SARAH WAKEMAN: I think it's fantastic news.
BEBINGER: Dr. Sarah Wakeman is medical director of the Substance Use Disorder initiative at Massachusetts General Hospital.
WAKEMAN: I think we need as many possible tools in the toolbox to deal with the opioid epidemic and to provide evidence-based treatment to individuals with opioid use disorder.
BEBINGER: But Wakeman is concerned that the implants only comes in one dose. Patients who need more of the medication that the implant delivers will need an additional daily pill. That's an issue, as well, for Dr. Indra Cidami, who treats addiction patients in New Jersey. She may not offer the six-month implant because she's worried patients will assume it's enough, that they don't need the checkups or counseling that are part of most recovery programs.
INDRA CIDAMI: Probuphine is set up for failure in that way because the patient will be seen after six months. In the meantime, they're not going to be following up with therapy, and that means it's not medication-assisted. It is medication maintenance only.

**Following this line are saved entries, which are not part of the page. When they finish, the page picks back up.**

//! Driving a simulation from a background thread.

use crate::simulation::{RunSwitch, Simulation};
use eco_core::{Error, Result, RunSummary, StepStatus};
use parking_lot::{Mutex, MutexGuard};
use std::sync::mpsc::{self, Receiver, Sender, TryRecvError};
use std::sync::Arc;
use std::thread::{self, JoinHandle};
use tracing::{debug, error, info, warn};

/// A simulation that may be driven from more than one thread.
///
/// At most one step may be in flight. A second request made while the
/// simulation is busy fails with [`Error::StepInFlight`] instead of waiting.
#[derive(Clone)]
pub struct SharedSimulation {
    inner: Arc<Mutex<Simulation>>,
    switch: RunSwitch,
}

impl SharedSimulation {
    pub fn new(simulation: Simulation) -> Self {
        let switch = simulation.switch();
        Self {
            inner: Arc::new(Mutex::new(simulation)),
            switch,
        }
    }

    /// The run switch, usable without taking the lock
    pub fn switch(&self) -> RunSwitch {
        self.switch.clone()
    }

    pub fn try_step(&self) -> Result<Option<StepStatus>> {
        self.try_with(|sim| sim.step())?
    }

    pub fn try_simulate_with<F>(&self, steps: u64, observer: F) -> Result<RunSummary>
    where
        F: FnMut(&StepStatus),
    {
        self.try_with(|sim| sim.simulate_with(steps, observer))?
    }

    /// Run `f` against the simulation if nobody else holds it
    pub fn try_with<R>(&self, f: impl FnOnce(&mut Simulation) -> R) -> Result<R> {
        let mut guard = self.inner.try_lock().ok_or(Error::StepInFlight)?;
        Ok(f(&mut guard))
    }

    /// Block until the simulation is free
    pub fn lock(&self) -> MutexGuard<'_, Simulation> {
        self.inner.lock()
    }
}

#[derive(Debug, Clone, Copy, PartialEq, Eq)]
pub enum SimCommand {
    Step,
    Run(u64),
    RunLong,
    Reset,
    Shutdown,
}

/// Messages published by the worker thread
#[derive(Debug, Clone)]
pub enum WorkerEvent {
    Status(StepStatus),
    Finished(RunSummary),
    Failed(String),
}

/// Handle for a simulation running on its own thread
pub struct SimulationHandle {
    thread: Option<JoinHandle<()>>,
    command_tx: Sender<SimCommand>,
    event_rx: Receiver<WorkerEvent>,
    shared: SharedSimulation,
}

impl SimulationHandle {
    pub fn spawn(shared: SharedSimulation) -> Result<Self> {
        let (command_tx, command_rx) = mpsc::channel();
        let (event_tx, event_rx) = mpsc::channel();

        let worker = shared.clone();
        let thread = thread::Builder::new()
            .name("eco-sim-worker".to_string())
            .spawn(move || run_worker(worker, command_rx, event_tx))?;

        Ok(Self {
            thread: Some(thread),
            command_tx,
            event_rx,
            shared,
        })
    }

    pub fn send(&self, command: SimCommand) -> Result<()> {
        self.command_tx
            .send(command)
            .map_err(|_| Error::InvalidState("simulation worker has stopped".to_string()))
    }

    /// Turn the run switch off. The worker stops before its next step.
    pub fn cancel(&self) {
        self.shared.switch().turn_off();
    }

    pub fn shared(&self) -> &SharedSimulation {
        &self.shared
    }

    /// Wait for the next event. `None` once the worker has exited.
    pub fn recv(&self) -> Option<WorkerEvent> {
        self.event_rx.recv().ok()
    }

    /// Drain pending events without blocking
    pub fn try_recv_all(&self) -> Vec<WorkerEvent> {
        let mut events = Vec::new();
        loop {
            match self.event_rx.try_recv() {
                Ok(event) => events.push(event),
                Err(TryRecvError::Empty) | Err(TryRecvError::Disconnected) => break,
            }
        }
        events
    }

    /// Stop the worker and wait for it to exit
    pub fn shutdown(&mut self) {
        self.cancel();
        let _ = self.command_tx.send(SimCommand::Shutdown);
        if let Some(thread) = self.thread.take() {
            if thread.join().is_err() {
                error!(event = "worker_panicked", "Simulation worker panicked");
            }
        }
    }
}

impl Drop for SimulationHandle {
    fn drop(&mut self) {
        self.shutdown();
    }
}

fn run_worker(shared: SharedSimulation, commands: Receiver<SimCommand>, events: Sender<WorkerEvent>) {
    info!(event = "worker_started", "Simulation worker started");

    while let Ok(command) = commands.recv() {
        debug!(event = "worker_command", command = ?command, "Worker received command");
        let outcome = match command {
            SimCommand::Shutdown => break,
            SimCommand::Step => match shared.try_step() {
                Ok(Some(status)) => {
                    let _ = events.send(WorkerEvent::Status(status));
                    Ok(())
                }
                Ok(None) => Err(Error::InvalidState("simulation is stopped".to_string())),
                Err(err) => Err(err),
            },
            SimCommand::Run(steps) => run(&shared, &events, |sim, observer| sim.simulate_with(steps, observer)),
            SimCommand::RunLong => run(&shared, &events, |sim, observer| {
                let steps = sim.config().long_run_steps;
                sim.simulate_with(steps, observer)
            }),
            SimCommand::Reset => shared.try_with(|sim| sim.reset()).and_then(|reset| reset),
        };

        if let Err(err) = outcome {
            warn!(event = "worker_command_failed", command = ?command, error = %err, "Command failed");
            if events.send(WorkerEvent::Failed(err.to_string())).is_err() {
                break;
            }
        }
    }

    info!(event = "worker_stopped", "Simulation worker stopped");
}

fn run<F>(shared: &SharedSimulation, events: &Sender<WorkerEvent>, f: F) -> Result<()>
where
    F: FnOnce(&mut Simulation, &mut dyn FnMut(&StepStatus)) -> Result<RunSummary>,
{
    let mut publish = |status: &StepStatus| {
        let _ = events.send(WorkerEvent::Status(status.clone()));
    };
    let summary = shared.try_with(|sim| f(sim, &mut publish))??;
    let _ = events.send(WorkerEvent::Finished(summary));
    Ok(())
}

BEBINGER: The implant maker and the FDA say they expect patients to be in counseling while prescribed the device. In Massachusetts and, the state's largest health insurer says it will cover the implant, which will cost just under $5,000. But Eric Linzer, with the Massachusetts Association of Health Plans, says other insurers aren't sure the implant is worth the price.
ERIC LINZER: Certainly the drug holds great promise for individuals struggling with opiate addiction. However, there's still a lot we don't know about its effectiveness.
BEBINGER: The manufacture says it may refund money to insurers if the Probuphine implant doesn't work and offer rebates for patients who have to buy it on their own. For NPR News, I'm Martha Bebinger in Boston.